Reputation: 2687
Trying to grab all the names of high schools from the list of high schools in nyc wiki page.
I've written enough of the script to get me all of the info contained within the <tr>
tags of the table containing the list of high schools, academic area and entrance criteria - but how can I narrow that down to what I thought would rest within td[0]
(which spits back a KeyError
) - just the name of the school?
Code I've written thus far:
from bs4 import BeautifulSoup
from urllib2 import urlopen
NYC = 'https://en.wikipedia.org/wiki/List_of_high_schools_in_New_York_City'
html = urlopen(NYC)
soup = BeautifulSoup(html.read(), 'lxml')
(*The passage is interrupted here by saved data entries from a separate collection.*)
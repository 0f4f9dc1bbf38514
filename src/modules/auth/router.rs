use axum::{
    Router,
    routing::{get, post},
};

use crate::modules::auth::controller::{login, logout, me};
use crate::state::AppState;

pub fn init_auth_router() -> Router<AppState> {
    Router::new()
        .route("/login", post(login))
        .route("/logout", post(logout))
        .route("/me", get(me))
}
schooltable = soup.find('table')
for td in schooltable:
print(td)
Output I receive:
<tr>
<td><a href="/wiki/The_Beacon_School" title="The Beacon School">The Beacon School</a></td>
<td>Humanities & interdisciplinary</td>
<td>Academic record, interview</td>
</tr>
Output I'm seeking:
The Beacon School
Upvotes: 4
Views: 9523
Reputation: 26578
I also managed to do this by looking for all the anchors inside <td>
and then looking for title:
titles = next(
i.get('title') for i in [
td.find('a') for td in soup.findAll('td') if td.find('a') is not None
]
Upvotes: 1
Reputation: 473833
How about you get the first table
on the page, iterate over all rows, except the first header one, and get the first td
element for every row. Works for me:
for row in soup.table.find_all('tr')[1:]:
print(row.td.text)
Upvotes: 9